Task prompt:
The answer must consist only of the lines from the line with "use crate::spartan::grammar::format_status_line;" to the line with "let mut buf", both included, exactly as they stand below.

┌─ The data

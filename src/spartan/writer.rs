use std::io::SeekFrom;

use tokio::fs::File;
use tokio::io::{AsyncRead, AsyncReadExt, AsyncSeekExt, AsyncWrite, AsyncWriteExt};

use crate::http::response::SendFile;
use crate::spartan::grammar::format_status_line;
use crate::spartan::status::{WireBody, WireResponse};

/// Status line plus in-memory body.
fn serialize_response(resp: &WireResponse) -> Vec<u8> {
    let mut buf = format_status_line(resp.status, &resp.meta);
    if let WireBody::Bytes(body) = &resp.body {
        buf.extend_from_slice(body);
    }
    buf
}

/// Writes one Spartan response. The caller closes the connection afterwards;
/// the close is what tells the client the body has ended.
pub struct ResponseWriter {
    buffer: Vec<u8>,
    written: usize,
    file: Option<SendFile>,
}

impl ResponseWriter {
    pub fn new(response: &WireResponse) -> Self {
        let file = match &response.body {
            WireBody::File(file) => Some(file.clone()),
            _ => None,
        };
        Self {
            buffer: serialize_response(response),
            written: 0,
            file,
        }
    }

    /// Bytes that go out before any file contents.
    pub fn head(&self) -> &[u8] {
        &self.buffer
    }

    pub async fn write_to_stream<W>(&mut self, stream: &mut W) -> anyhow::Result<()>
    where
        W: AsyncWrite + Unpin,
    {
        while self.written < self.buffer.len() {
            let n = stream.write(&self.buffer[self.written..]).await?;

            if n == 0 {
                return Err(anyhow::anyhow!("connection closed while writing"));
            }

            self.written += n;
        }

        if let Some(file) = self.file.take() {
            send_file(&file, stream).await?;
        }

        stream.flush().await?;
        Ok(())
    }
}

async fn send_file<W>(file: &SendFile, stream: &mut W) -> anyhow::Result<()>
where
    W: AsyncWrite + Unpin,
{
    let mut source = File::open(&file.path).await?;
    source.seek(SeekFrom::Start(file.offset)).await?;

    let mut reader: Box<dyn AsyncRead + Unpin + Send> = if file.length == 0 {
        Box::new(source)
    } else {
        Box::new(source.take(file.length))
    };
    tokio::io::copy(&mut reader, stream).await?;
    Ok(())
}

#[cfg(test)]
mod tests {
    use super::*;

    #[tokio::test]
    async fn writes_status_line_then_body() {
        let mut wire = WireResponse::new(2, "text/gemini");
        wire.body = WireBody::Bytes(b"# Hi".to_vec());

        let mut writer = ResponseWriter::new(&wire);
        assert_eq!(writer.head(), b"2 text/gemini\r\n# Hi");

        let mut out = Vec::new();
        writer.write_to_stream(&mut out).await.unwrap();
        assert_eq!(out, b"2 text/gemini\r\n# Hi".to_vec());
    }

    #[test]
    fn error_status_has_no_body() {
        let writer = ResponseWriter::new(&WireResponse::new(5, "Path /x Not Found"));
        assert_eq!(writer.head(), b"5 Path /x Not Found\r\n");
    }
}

└─
┌─ The data

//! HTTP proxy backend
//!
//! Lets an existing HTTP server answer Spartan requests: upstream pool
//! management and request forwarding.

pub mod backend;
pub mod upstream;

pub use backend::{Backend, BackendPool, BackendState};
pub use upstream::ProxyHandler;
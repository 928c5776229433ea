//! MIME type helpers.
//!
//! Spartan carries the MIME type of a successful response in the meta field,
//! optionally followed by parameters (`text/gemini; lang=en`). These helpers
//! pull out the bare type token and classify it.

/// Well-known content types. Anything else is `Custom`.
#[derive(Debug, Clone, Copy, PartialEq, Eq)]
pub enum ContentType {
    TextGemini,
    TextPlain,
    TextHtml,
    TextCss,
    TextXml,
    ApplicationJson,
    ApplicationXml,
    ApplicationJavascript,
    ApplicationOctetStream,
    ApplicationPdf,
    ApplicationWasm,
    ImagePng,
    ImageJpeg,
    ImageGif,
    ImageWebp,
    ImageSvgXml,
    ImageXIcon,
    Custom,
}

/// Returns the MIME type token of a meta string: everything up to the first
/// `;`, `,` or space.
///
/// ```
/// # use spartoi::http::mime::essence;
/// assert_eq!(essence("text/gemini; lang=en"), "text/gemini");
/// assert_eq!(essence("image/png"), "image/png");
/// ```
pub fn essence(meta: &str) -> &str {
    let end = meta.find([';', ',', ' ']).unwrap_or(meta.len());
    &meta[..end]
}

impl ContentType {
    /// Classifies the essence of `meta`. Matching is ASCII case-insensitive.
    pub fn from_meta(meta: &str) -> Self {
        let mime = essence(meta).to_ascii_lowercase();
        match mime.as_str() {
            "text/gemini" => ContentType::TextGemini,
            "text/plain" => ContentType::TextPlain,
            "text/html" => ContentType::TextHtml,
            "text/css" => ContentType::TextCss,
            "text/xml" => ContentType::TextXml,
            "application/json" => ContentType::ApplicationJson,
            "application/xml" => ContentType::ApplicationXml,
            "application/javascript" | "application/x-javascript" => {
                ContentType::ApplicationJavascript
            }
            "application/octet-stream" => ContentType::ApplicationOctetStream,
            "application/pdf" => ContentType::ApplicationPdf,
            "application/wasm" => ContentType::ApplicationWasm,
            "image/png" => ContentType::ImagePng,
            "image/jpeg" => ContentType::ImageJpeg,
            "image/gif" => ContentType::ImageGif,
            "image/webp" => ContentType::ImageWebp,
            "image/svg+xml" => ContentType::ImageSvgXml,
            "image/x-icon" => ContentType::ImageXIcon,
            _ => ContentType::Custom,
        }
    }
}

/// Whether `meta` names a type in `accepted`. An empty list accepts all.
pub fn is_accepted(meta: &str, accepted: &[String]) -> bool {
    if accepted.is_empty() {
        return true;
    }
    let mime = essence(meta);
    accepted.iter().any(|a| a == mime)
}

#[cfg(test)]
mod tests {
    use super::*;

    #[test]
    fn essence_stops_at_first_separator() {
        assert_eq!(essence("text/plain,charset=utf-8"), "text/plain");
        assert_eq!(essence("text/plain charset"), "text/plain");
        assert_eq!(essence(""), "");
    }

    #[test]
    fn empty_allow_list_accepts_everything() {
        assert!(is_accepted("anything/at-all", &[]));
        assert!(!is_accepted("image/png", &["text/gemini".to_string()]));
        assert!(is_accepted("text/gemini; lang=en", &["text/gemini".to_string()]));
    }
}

└─

Solution:
use crate::spartan::grammar::format_status_line;
use crate::spartan::status::{WireBody, WireResponse};

/// Status line plus in-memory body.
fn serialize_response(resp: &WireResponse) -> Vec<u8> {
    let mut buf = format_status_line(resp.status, &resp.meta);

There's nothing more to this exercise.